Cristo, con su muerte en la cruz, hace de los dos Testamentos y de los dos
pueblos, un solo y único pueblo. Dice san Ireneo: “Sus manos sobre la cruz
congregan a todos los hombres. Dos manos extendidas, porque hay dos pueblos
dispersos en toda la tierra. Una sola cabeza en el centro, porque hay un
solo Dios, por encima de todos, en medio de todos, en todos”.
La
tipología bíblica que desarrollan los Padres no prescinde del sentido
literal e histórico, sino que lo suponen. En el interior de la letra es
donde se concentra el sentido espiritual. Como dice San Jerónimo: “Cuanto
leemos en los libros santos, brilla y resplandece en la misma corteza; pero
en la pulpa interior se halla una dulzura mucho mayor. Quien desee comer la
almendra debe romper la cáscara” (El 59).
La
historia de José es una historia cargada de inquietud. Es una historia en la
que predomina la espera, el suspense. Es la historia del amor de
predilección, del amor asediado por la envidia; historia de silencios y
mentiras, para cubrir el odio y la culpa. Historia del amor que hace del
hijo predilecto víctima de esas predilecciones.

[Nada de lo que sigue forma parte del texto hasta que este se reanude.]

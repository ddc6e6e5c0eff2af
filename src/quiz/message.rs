use crate::constants::messages::{ERROR_MS, FADE_LEAD_MS, INFO_MS, SUCCESS_MS};
use serde::Serialize;
use std::sync::{Arc, Mutex};
use std::time::Duration;
use tokio::task::JoinHandle;

#[derive(Debug, Clone, Copy, PartialEq, Eq, Serialize)]
#[serde(rename_all = "snake_case")]
pub enum MessageKind {
    Success,
    Error,
    Info,
}

impl MessageKind {
    pub fn duration(self) -> Duration {
        let ms = match self {
            MessageKind::Success => SUCCESS_MS,
            MessageKind::Error => ERROR_MS,
            MessageKind::Info => INFO_MS,
        };
        Duration::from_millis(ms)
    }
}

#[derive(Debug, Clone, PartialEq, Eq, Serialize)]
pub struct Message {
    pub kind: MessageKind,
    pub text: String,
    pub fading: bool,
}

#[derive(Debug)]
struct Entry {
    generation: u64,
    message: Message,
}

/// One transient message with its own fade/clear timer.
///
/// Every `show` aborts the pending timer before scheduling a new one, and the
/// timer only touches the cell while its generation is still current.
#[derive(Debug, Default)]
pub struct MessageSlot {
    cell: Arc<Mutex<Option<Entry>>>,
    generation: u64,
    timer: Option<JoinHandle<()>>,
}

impl MessageSlot {
    pub fn new() -> Self {
        Self::default()
    }

    /// Must be called from inside a tokio runtime.
    pub fn show(&mut self, kind: MessageKind, text: impl Into<String>) {
        self.cancel_timer();
        self.generation += 1;
        let generation = self.generation;
        {
            let mut cell = self.cell.lock().unwrap_or_else(|err| err.into_inner());
            *cell = Some(Entry {
                generation,
                message: Message {
                    kind,
                    text: text.into(),
                    fading: false,
                },
            });
        }

        let total = kind.duration();
        let fade = Duration::from_millis(FADE_LEAD_MS).min(total);
        let cell = self.cell.clone();
        self.timer = Some(tokio::spawn(async move {
            tokio::time::sleep(total - fade).await;
            {
                let mut guard = cell.lock().unwrap_or_else(|err| err.into_inner());
                match guard.as_mut() {
                    Some(entry) if entry.generation == generation => entry.message.fading = true,
                    _ => return,
                }
            }
            tokio::time::sleep(fade).await;
            let mut guard = cell.lock().unwrap_or_else(|err| err.into_inner());
            if guard.as_ref().map(|entry| entry.generation) == Some(generation) {
                *guard = None;
            }
        }));
    }

    pub fn current(&self) -> Option<Message> {
        let cell = self.cell.lock().unwrap_or_else(|err| err.into_inner());
        cell.as_ref().map(|entry| entry.message.clone())
    }

    pub fn clear(&mut self) {
        self.cancel_timer();
        let mut cell = self.cell.lock().unwrap_or_else(|err| err.into_inner());
        *cell = None;
    }

    fn cancel_timer(&mut self) {
        if let Some(timer) = self.timer.take() {
            timer.abort();
        }
    }
}

impl Drop for MessageSlot {
    fn drop(&mut self) {
        self.cancel_timer();
    }
}

#[cfg(test)]
mod tests {
    use super::{MessageKind, MessageSlot};
    use std::time::Duration;

    async fn advance(ms: u64) {
        tokio::time::sleep(Duration::from_millis(ms)).await;
    }

    #[tokio::test(start_paused = true)]
    async fn message_fades_then_clears() {
        let mut slot = MessageSlot::new();
        slot.show(MessageKind::Success, "Austria");
        advance(1_400).await;
        assert!(!slot.current().unwrap().fading);
        advance(200).await;
        assert!(slot.current().unwrap().fading);
        advance(500).await;
        assert!(slot.current().is_none());
    }

    #[tokio::test(start_paused = true)]
    async fn newer_message_outlives_older_timer() {
        let mut slot = MessageSlot::new();
        slot.show(MessageKind::Error, "no match");
        advance(2_000).await;
        slot.show(MessageKind::Info, "hint opened");
        advance(1_200).await;
        let current = slot.current().expect("newer message still shown");
        assert_eq!(current.text, "hint opened");
        assert!(!current.fading);
        advance(900).await;
        assert!(slot.current().is_none());
    }

    #[tokio::test(start_paused = true)]
    async fn clear_cancels_pending_timer() {
        let mut slot = MessageSlot::new();
        slot.show(MessageKind::Info, "group complete");
        slot.clear();
        assert!(slot.current().is_none());
        slot.show(MessageKind::Success, "Malta");
        advance(1_000).await;
        assert_eq!(slot.current().unwrap().text, "Malta");
    }
}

Es la historia cargada de sorpresas. Un
pobre emigrante hace fortuna en el extranjero; un
esclavo da la vuelta a los principios económicos de toda una nación.
El esclavo se transforma en príncipe. El exilio se convierte en reino, la
miseria en esplendor, la humillación en gloria, el odio en amor salvador.
Para José, a quien Dios acompaña en su descenso a Egipto (39,3), lo
imposible se hace posible. Así el relato de la historia de José prosigue con
golpes de efecto que nos sorprenden y mantienen en vilo nuestra atención.
En la historia de
José nos encontramos con todas las pasiones humanas: amor y odio, ambición y
celos, humillación y exaltación. La pasión por Dios es quizás la única que
no aparece. Dios, el actor primero de la historia, aparentemente se halla
ausente, oculto tras los hechos, escondido a los ojos superficiales. Sólo la
mirada de la fe le descubre, caminando delante de los hombres. Los Padres
nos invitan a marchar tras él, rastreando sus huellas.
La Biblia nos cuenta
con toda clase de detalles la vida de José. Narra las circunstancias de su
nacimiento, sus relaciones con el padre y con los hermanos, la aventura en
el campo de Dotán y luego en Egipto. Nos describe las intrigas de sus
hermanos contra él, cómo le venden a la edad de diecisiete años y cómo a los
treinta llega a ser príncipe de Egipto, para terminar su vida a ciento diez
años. De ningún otro personaje nos da tantos particulares: sus fracasos,
triunfos, costumbres, cualidades, amistades, hasta los sueños, las empresas
políticas y económicas, las conquistas amorosas... Y en esta historia Dios
actúa con suma discreción. José apenas es consciente de su presencia y
acción escondida.
Sin embargo, en su lectura
espiritual de la Escritura, los Padres descubren en la historia de José la
presencia de Dios desde el principio. Jacob ama a José más que a todos sus
hermanos (37,3). José es el hijo predilecto del padre. Ya el eco de la
palabra “hijo predilecto” les trae a la memoria otra palabra, que Dios Padre
proclama en el Jordán y en el Tabor: “Este es mi Hijo amado, el predilecto”
(Mt 3,17; 17,5). Jacob es figura de Dios Padre y José es figura de
Jesucristo. San Bernardo, en una frase feliz, dice: “Desnudad a José y
encontraréis a Jesús”.
Dios Padre se
complace en su Hijo, como Jacob se complace en el hijo que Raquel, su esposa
amada, le ha dado en su vejez. Y como el padre manda al hijo a buscar a
sus hermanos (37,12ss), así Dios Padre ha mandado a su Hijo Unigénito a
buscar a sus hermanos, que erraban lejos como ovejas perdidas en los campos.
Cristo, “en busca de sus hermanos”, deja la casa del Padre y camina por el
campo de este mundo. Al final, nos recupera como hermanos y “no se
avergüenza de presentarnos al Padre como hermanos” (Hb 2,11). El Unigénito
vuelve al Padre como Primogénito de muchos hermanos.
Esto es al final. En
medio están todas las intrigas y maquinaciones de los hermanos contra José y
contra Cristo. Y en esa historia de odios y maquinaciones parece que Dios no
estuviera presente. Él, el Dios del amor, no se asocia a la maldad de los
hombres. Pero, en realidad, no está ausente de ella, la sufre, cargándola
sobre sus hombros. Los gritos, lágrimas y angustias de José, de Cristo, no
le resbalan al Padre. En la muerte del hijo, muere el padre (37,35).